Righetti was credited with helping to develop a rotation and bullpen that won three titles, and the bond he shared with pitchers was on display during the final weekend of the year, when Matt Cain talked repeatedly about their close relationship and went straight for Righetti after he came off the field for the final time. While it’s often hard to figure out where to give credit, even in a down year for the staff, Righetti played a role in Sam Dyson’s resurgence, and he helped Ty Blach and Chris Stratton break in as big league regulars. 

“Ultimately a change for us in the clubhouse is really an opportunity just to put a new voice with our pitching staff and try to keep pushing to the heights that we aspire as an organization and a club,” Evans said. “Changes sometimes are needed as much for the sake of that new voice as anything, and I think that was really the priority here.”
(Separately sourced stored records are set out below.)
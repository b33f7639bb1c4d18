//! Web Mercator projection between `[lon, lat]` and screen pixels.
//!
//! The base scale is fitted once per document so that, at zoom 1, the
//! whole document fills the viewport. Zoom multiplies that scale.

use std::f64::consts::{FRAC_PI_2, FRAC_PI_4};

/// Latitude limit of the Web Mercator projection.
pub const MAX_LATITUDE: f64 = 85.051_128_78;

/// Fraction of the viewport the fitted document occupies at zoom 1.
const FIT_PADDING: f64 = 0.9;

/// Span in degrees shown at zoom 1 when there is nothing to fit.
const FALLBACK_SPAN_DEG: f64 = 20.0;

/// A geographic bounding box in degrees.
#[derive(Debug, Clone, Copy, PartialEq)]
pub struct GeoBounds {
    /// Western edge.
    pub west: f64,
    /// Southern edge.
    pub south: f64,
    /// Eastern edge.
    pub east: f64,
    /// Northern edge.
    pub north: f64,
}

impl GeoBounds {
    /// Grows the bounds to include `other`.
    #[must_use]
    pub fn union(self, other: Self) -> Self {
        Self {
            west: self.west.min(other.west),
            south: self.south.min(other.south),
            east: self.east.max(other.east),
            north: self.north.max(other.north),
        }
    }
}

/// Projects a longitude/latitude pair to Mercator units (radians).
#[must_use]
pub fn to_mercator(lon: f64, lat: f64) -> (f64, f64) {
    let lat = lat.clamp(-MAX_LATITUDE, MAX_LATITUDE).to_radians();
    (lon.to_radians(), (FRAC_PI_4 + lat / 2.0).tan().ln())
}

/// Inverse of [`to_mercator`].
#[must_use]
pub fn from_mercator(x: f64, y: f64) -> (f64, f64) {
    (x.to_degrees(), (2.0 * y.exp().atan() - FRAC_PI_2).to_degrees())
}

/// Pixels per Mercator unit at zoom 1 so that `bounds` fits a
/// `width` × `height` viewport.
#[must_use]
pub fn fit_scale(bounds: Option<GeoBounds>, width: f64, height: f64) -> f64 {
    let Some(bounds) = bounds else {
        return width / FALLBACK_SPAN_DEG.to_radians();
    };

    let (x0, y0) = to_mercator(bounds.west, bounds.south);
    let (x1, y1) = to_mercator(bounds.east, bounds.north);
    let span_x = (x1 - x0).abs();
    let span_y = (y1 - y0).abs();

    let scale_x = if span_x > 0.0 { width / span_x } else { f64::INFINITY };
    let scale_y = if span_y > 0.0 { height / span_y } else { f64::INFINITY };
    let scale = scale_x.min(scale_y);

    if scale.is_finite() {
        scale * FIT_PADDING
    } else {
        width / FALLBACK_SPAN_DEG.to_radians()
    }
}

/// A concrete projection for one frame: center, scale and viewport.
#[derive(Debug, Clone, Copy, PartialEq)]
pub struct Projection {
    center_x: f64,
    center_y: f64,
    scale: f64,
    width: f64,
    height: f64,
}

impl Projection {
    /// Creates a projection centered on `center` (`[lon, lat]`) with
    /// `scale` pixels per Mercator unit.
    #[must_use]
    pub fn new(center: [f64; 2], scale: f64, width: f64, height: f64) -> Self {
        let (center_x, center_y) = to_mercator(center[0], center[1]);
        Self {
            center_x,
            center_y,
            scale,
            width,
            height,
        }
    }

    /// Pixels per Mercator unit.
    #[must_use]
    pub const fn scale(&self) -> f64 {
        self.scale
    }

    /// Projects `[lon, lat]` to screen `(x, y)`; y grows downwards.
    #[must_use]
    pub fn project(&self, lon: f64, lat: f64) -> (f64, f64) {
        let (mx, my) = to_mercator(lon, lat);
        (
            (mx - self.center_x).mul_add(self.scale, self.width / 2.0),
            (self.center_y - my).mul_add(self.scale, self.height / 2.0),
        )
    }

    /// Maps screen `(x, y)` back to `[lon, lat]`.
    #[must_use]
    pub fn unproject(&self, x: f64, y: f64) -> [f64; 2] {
        let mx = (x - self.width / 2.0) / self.scale + self.center_x;
        let my = (self.height / 2.0 - y) / self.scale + self.center_y;
        let (lon, lat) = from_mercator(mx, my);
        [lon, lat]
    }

    /// The `[lon, lat]` that ends up at the viewport center after the
    /// content is dragged by `(dx, dy)` pixels.
    #[must_use]
    pub fn panned_center(&self, dx: f64, dy: f64) -> [f64; 2] {
        let (lon, lat) = from_mercator(
            self.center_x - dx / self.scale,
            self.center_y + dy / self.scale,
        );
        [wrap_longitude(lon), lat.clamp(-MAX_LATITUDE, MAX_LATITUDE)]
    }
}

fn wrap_longitude(lon: f64) -> f64 {
    (lon + 180.0).rem_euclid(360.0) - 180.0
}
//! Renders a [`MapFrame`] as a standalone SVG document.

use std::fmt::Write as _;

use crate::{
    frame::{Controls, MapFrame, Marker, Notice, RegionPaint, Tooltip},
    popup::{PopupView, escape},
};

const REGION_STROKE: &str = "#ffffff";
const SELECTED_STROKE: &str = "#111827";
const TEXT_COLOR: &str = "#111827";
const PANEL_FILL: &str = "#ffffff";
const PANEL_STROKE: &str = "#d1d5db";
const MARKER_RADIUS: f64 = 5.0;
const LEGEND_ROW: f64 = 18.0;
const BUTTON_SIZE: f64 = 28.0;
const POPUP_WIDTH: f64 = 260.0;
const POPUP_HEIGHT: f64 = 300.0;

/// Renders `frame` to an SVG string.
#[must_use]
pub fn render(frame: &MapFrame) -> String {
    let mut svg = String::with_capacity(frame.regions.len() * 512 + 2048);
    let _ = write!(
        svg,
        r#"<svg xmlns="http://www.w3.org/2000/svg" width="{w}" height="{h}" viewBox="0 0 {w} {h}" font-family="sans-serif" font-size="12">"#,
        w = frame.width,
        h = frame.height,
    );

    svg.push_str(r#"<g class="regions">"#);
    for region in frame.regions.iter().filter(|r| !r.selected) {
        write_region(&mut svg, region);
    }
    // Selected region last so its outline is not covered by neighbors.
    for region in frame.regions.iter().filter(|r| r.selected) {
        write_region(&mut svg, region);
    }
    svg.push_str("</g>");

    svg.push_str(r#"<g class="markers">"#);
    for marker in frame.regions.iter().filter_map(|r| r.marker.as_ref()) {
        write_marker(&mut svg, marker);
    }
    svg.push_str("</g>");

    write_legend(&mut svg, frame);

    if let Some(controls) = &frame.controls {
        write_controls(&mut svg, controls, frame.width);
    }
    if let Some(notice) = &frame.notice {
        write_notice(&mut svg, notice, frame.width);
    }
    if let Some(tooltip) = &frame.tooltip {
        write_tooltip(&mut svg, tooltip);
    }
    if let Some(popup) = &frame.popup {
        write_popup(&mut svg, popup, frame.width);
    }

    svg.push_str("</svg>");
    svg
}

fn write_region(svg: &mut String, region: &RegionPaint) {
    if region.path.is_empty() {
        return;
    }
    let mut class = String::from("region");
    if region.filtered_out {
        class.push_str(" filtered-out");
    }
    if region.selected {
        class.push_str(" selected");
    }
    let (stroke, stroke_width) = if region.selected {
        (SELECTED_STROKE, 2.5)
    } else {
        (REGION_STROKE, 1.0)
    };
    let _ = write!(
        svg,
        r#"<path class="{class}" data-code="{code}" data-status="{status}" d="{d}" fill="{fill}" stroke="{stroke}" stroke-width="{stroke_width}" fill-rule="evenodd"><title>{name}</title></path>"#,
        code = escape(&region.code),
        status = region.status,
        d = region.path,
        fill = region.fill,
        name = escape(&region.name),
    );
}

fn write_marker(svg: &mut String, marker: &Marker) {
    let _ = write!(
        svg,
        r#"<circle class="marker" cx="{x:.1}" cy="{y:.1}" r="{r}" fill="{color}" fill-opacity="0.9"><animate attributeName="r" values="{r};{r2};{r}" dur="1.6s" repeatCount="indefinite"/><animate attributeName="fill-opacity" values="0.9;0.3;0.9" dur="1.6s" repeatCount="indefinite"/></circle>"#,
        x = marker.x,
        y = marker.y,
        r = MARKER_RADIUS,
        r2 = MARKER_RADIUS * 2.0,
        color = marker.color,
    );
}

fn write_legend(svg: &mut String, frame: &MapFrame) {
    let rows = frame.legend.len();
    #[allow(clippy::cast_precision_loss)]
    let height = (rows as f64).mul_add(LEGEND_ROW, 12.0);
    let top = f64::from(frame.height) - height - 10.0;

    let _ = write!(
        svg,
        r#"<g class="legend" transform="translate(10,{top:.1})"><rect width="150" height="{height:.1}" rx="4" fill="{PANEL_FILL}" stroke="{PANEL_STROKE}"/>"#,
    );
    for (i, entry) in frame.legend.iter().enumerate() {
        #[allow(clippy::cast_precision_loss)]
        let y = (i as f64).mul_add(LEGEND_ROW, 6.0);
        let _ = write!(
            svg,
            r#"<rect x="8" y="{y:.1}" width="12" height="12" fill="{color}"/><text x="26" y="{ty:.1}" fill="{TEXT_COLOR}">{label}</text>"#,
            color = entry.color,
            ty = y + 10.0,
            label = escape(entry.label),
        );
    }
    svg.push_str("</g>");
}

fn write_button(svg: &mut String, x: f64, y: f64, action: &str, label: &str, enabled: bool) {
    let opacity = if enabled { 1.0 } else { 0.4 };
    let _ = write!(
        svg,
        r#"<g class="button" data-action="{action}" opacity="{opacity}"><rect x="{x:.1}" y="{y:.1}" width="{BUTTON_SIZE}" height="{BUTTON_SIZE}" rx="4" fill="{PANEL_FILL}" stroke="{PANEL_STROKE}"/><text x="{tx:.1}" y="{ty:.1}" text-anchor="middle" font-size="16" fill="{TEXT_COLOR}">{label}</text></g>"#,
        tx = x + BUTTON_SIZE / 2.0,
        ty = y + BUTTON_SIZE / 2.0 + 5.0,
        label = escape(label),
    );
}

fn write_controls(svg: &mut String, controls: &Controls, width: u32) {
    let x = f64::from(width) - BUTTON_SIZE - 10.0;
    svg.push_str(r#"<g class="controls">"#);
    write_button(svg, x, 10.0, "zoom-in", "+", controls.can_zoom_in);
    write_button(svg, x, 14.0 + BUTTON_SIZE, "zoom-out", "−", controls.can_zoom_out);
    write_button(svg, x, 2.0f64.mul_add(BUTTON_SIZE, 18.0), "reset-view", "⟲", true);

    svg.push_str(r#"<g class="filters" transform="translate(10,10)">"#);
    for (i, button) in controls.filters.iter().enumerate() {
        #[allow(clippy::cast_precision_loss)]
        let y = i as f64 * 22.0;
        let (fill, weight) = if button.active {
            ("#e0e7ff", "bold")
        } else {
            (PANEL_FILL, "normal")
        };
        let _ = write!(
            svg,
            r#"<g class="filter" data-action="filter" data-filter="{filter}"><rect y="{y:.1}" width="150" height="20" rx="3" fill="{fill}" stroke="{PANEL_STROKE}"/><text x="8" y="{ty:.1}" font-weight="{weight}" fill="{TEXT_COLOR}">{label}</text></g>"#,
            filter = button.filter,
            ty = y + 14.0,
            label = escape(button.label),
        );
    }
    svg.push_str("</g></g>");
}

fn write_notice(svg: &mut String, notice: &Notice, width: u32) {
    let w = f64::from(width) * 0.6;
    let x = (f64::from(width) - w) / 2.0;
    let _ = write!(
        svg,
        r##"<g class="notice" data-kind="{kind}"><rect x="{x:.1}" y="10" width="{w:.1}" height="44" rx="4" fill="#fef2f2" stroke="#fca5a5"/><text x="{tx:.1}" y="28" text-anchor="middle" fill="#991b1b">{message}</text><text class="retry" data-action="refresh" x="{tx:.1}" y="46" text-anchor="middle" fill="#1d4ed8" text-decoration="underline">{retry}</text></g>"##,
        kind = notice.kind.as_ref(),
        tx = x + w / 2.0,
        message = escape(notice.message),
        retry = escape(notice.retry_label),
    );
}

fn write_tooltip(svg: &mut String, tooltip: &Tooltip) {
    let _ = write!(
        svg,
        r#"<g class="tooltip" pointer-events="none"><text x="{x:.1}" y="{y:.1}" fill="{TEXT_COLOR}" stroke="{PANEL_FILL}" stroke-width="3" paint-order="stroke">{text}</text></g>"#,
        x = tooltip.x + 12.0,
        y = tooltip.y - 8.0,
        text = escape(&tooltip.text),
    );
}

fn write_popup(svg: &mut String, popup: &PopupView, width: u32) {
    let x = f64::from(width) - POPUP_WIDTH - 50.0;
    let _ = write!(
        svg,
        r#"<foreignObject class="popup" x="{x:.1}" y="10" width="{POPUP_WIDTH}" height="{POPUP_HEIGHT}"><div xmlns="http://www.w3.org/1999/xhtml">{html}</div></foreignObject>"#,
        html = popup.to_html(),
    );
}

#[cfg(test)]
mod tests {
    use std::sync::Arc;

    use bakery_map_enrich::{EnrichedBoundaryDocument, FailureKind};
    use bakery_map_stock_models::{StockStatus, policy};

    use super::*;
    use crate::{MapView, config::MapConfig, hit::tests::square, state::StatusFilter};

    fn view(config: MapConfig) -> MapView {
        let mut lima = square("15", -78.0, -13.0, 2.0);
        lima.properties.name = "Lima".to_string();
        lima.properties.status = StockStatus::Critical;
        let mut cusco = square("08", -74.0, -15.0, 2.0);
        cusco.properties.name = "Cusco".to_string();
        cusco.properties.status = StockStatus::Normal;

        let mut view = MapView::new(config);
        view.set_document(Arc::new(EnrichedBoundaryDocument::new(vec![lima, cusco])));
        view
    }

    #[test]
    fn renders_regions_markers_and_legend() {
        let svg = render(&view(MapConfig::embedded()).frame());
        assert!(svg.starts_with("<svg"));
        assert!(svg.ends_with("</svg>"));
        assert_eq!(svg.matches(r#"<path class="region"#).count(), 2);
        assert!(svg.contains(r##"fill="#ef4444""##));
        assert!(svg.contains("<animate"));
        assert!(svg.contains("<title>Lima</title>"));
        for entry in policy::legend() {
            assert!(svg.contains(entry.color));
        }
    }

    #[test]
    fn filtered_out_regions_use_neutral_fill() {
        let mut view = view(MapConfig::embedded());
        view.set_status_filter(StatusFilter::Only(StockStatus::Critical));
        let svg = render(&view.frame());
        assert!(svg.contains(r#"class="region filtered-out""#));
        assert!(svg.contains(policy::FILTERED_OUT_COLOR));
    }

    #[test]
    fn interactive_mode_has_controls_and_popup() {
        let mut view = view(MapConfig::embedded());
        view.click_region("15");
        let svg = render(&view.frame());
        assert!(svg.contains(r#"data-action="zoom-in""#));
        assert!(svg.contains("<foreignObject"));
        assert!(svg.contains(r#"class="region selected""#));
    }

    #[test]
    fn display_only_mode_has_no_chrome() {
        let mut view = view(MapConfig::embedded().display_only());
        view.click_region("15");
        let svg = render(&view.frame());
        assert!(!svg.contains("data-action"));
        assert!(!svg.contains("<foreignObject"));
        assert!(svg.contains(r#"class="legend""#));
    }

    #[test]
    fn notice_has_retry_affordance() {
        let mut view = view(MapConfig::embedded().display_only());
        view.set_failure(Some(FailureKind::MapUnavailable));
        let svg = render(&view.frame());
        assert!(svg.contains(r#"data-kind="map-unavailable""#));
        assert!(svg.contains(r#"data-action="refresh""#));
    }
}
//! Display color and label for each [`StockStatus`].
//!
//! This table is the single source of truth for status presentation. The
//! choropleth fill, the legend and the region popup all read from it.

use serde::Serialize;

use crate::StockStatus;

/// Fill used for regions hidden by the active status filter.
pub const FILTERED_OUT_COLOR: &str = "#e5e7eb";

/// Returns the display color (CSS hex) for a status.
#[must_use]
pub const fn color(status: StockStatus) -> &'static str {
    match status {
        StockStatus::Normal => "#22c55e",
        StockStatus::Low => "#eab308",
        StockStatus::Critical => "#ef4444",
        StockStatus::NeedsReorder => "#f97316",
        StockStatus::Inactive => "#a855f7",
        StockStatus::NoData => "#9ca3af",
    }
}

/// Returns the human-readable label for a status.
#[must_use]
pub const fn label(status: StockStatus) -> &'static str {
    match status {
        StockStatus::Normal => "Normal",
        StockStatus::Low => "Stock bajo",
        StockStatus::Critical => "Crítico",
        StockStatus::NeedsReorder => "Requiere reposición",
        StockStatus::Inactive => "Inactivo",
        StockStatus::NoData => "Sin datos",
    }
}

/// Color for a raw status string.
///
/// Unrecognized values get the [`StockStatus::NoData`] color.
#[must_use]
pub fn color_of(raw: &str) -> &'static str {
    color(StockStatus::parse_lenient(raw).unwrap_or_default())
}

/// Label for a raw status string.
///
/// Unrecognized values get the [`StockStatus::NoData`] label.
#[must_use]
pub fn label_of(raw: &str) -> &'static str {
    label(StockStatus::parse_lenient(raw).unwrap_or_default())
}

/// One row of the map legend.
#[derive(Debug, Clone, PartialEq, Eq, Serialize)]
#[serde(rename_all = "camelCase")]
pub struct LegendEntry {
    /// Status this row describes.
    pub status: StockStatus,
    /// Display label.
    pub label: &'static str,
    /// Display color.
    pub color: &'static str,
}

/// Legend rows for every status, in [`StockStatus::all`] order.
#[must_use]
pub fn legend() -> Vec<LegendEntry> {
    StockStatus::all()
        .iter()
        .map(|&status| LegendEntry {
            status,
            label: label(status),
            color: color(status),
        })
        .collect()
}

#[cfg(test)]
mod tests {
    use super::*;
    use std::collections::BTreeSet;

    #[test]
    fn every_status_has_color_and_label() {
        for &status in StockStatus::all() {
            assert!(!color(status).is_empty(), "{status} has empty color");
            assert!(!label(status).is_empty(), "{status} has empty label");
            assert!(color(status).starts_with('#'), "{status} color not hex");
        }
    }

    #[test]
    fn colors_are_distinct() {
        let colors: BTreeSet<_> = StockStatus::all().iter().map(|s| color(*s)).collect();
        assert_eq!(colors.len(), StockStatus::all().len());
        assert!(!colors.contains(FILTERED_OUT_COLOR));
    }

    #[test]
    fn raw_lookups_agree_with_enum_lookups() {
        assert_eq!(color_of("critical"), color(StockStatus::Critical));
        assert_eq!(label_of("NEEDS_REORDER"), label(StockStatus::NeedsReorder));
    }

    #[test]
    fn unrecognized_values_fall_back_to_no_data() {
        for raw in ["", "unknown", "42", "normalish"] {
            assert_eq!(color_of(raw), color(StockStatus::NoData));
            assert_eq!(label_of(raw), label(StockStatus::NoData));
        }
    }

    #[test]
    fn legend_covers_all_statuses_in_order() {
        let rows = legend();
        let statuses: Vec<_> = rows.iter().map(|r| r.status).collect();
        assert_eq!(statuses, StockStatus::all());
        assert_eq!(rows[0].color, "#22c55e");
        assert_eq!(rows[4].color, "#a855f7");
    }
}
Righetti will help Evans in a front office role. Evans admitted that Righetti’s “heartbeat is in uniform as a coach,” but said he was willing to take on a new role for an organization he loves. 

Gardner, a former Giants pitcher, had been on staff since 2003. He will now help to evaluate pitchers inside and outside the organization, and Evans said Gardner could serve an important role in evaluating trade options. Decker joined the big league staff in 2015 after a long run working in the minor leagues. The 2017 season was his 23rd with the organization. He will have a “blank canvas,” Evans said, working in different roles inside the organization. Decker will also help with draft preparation.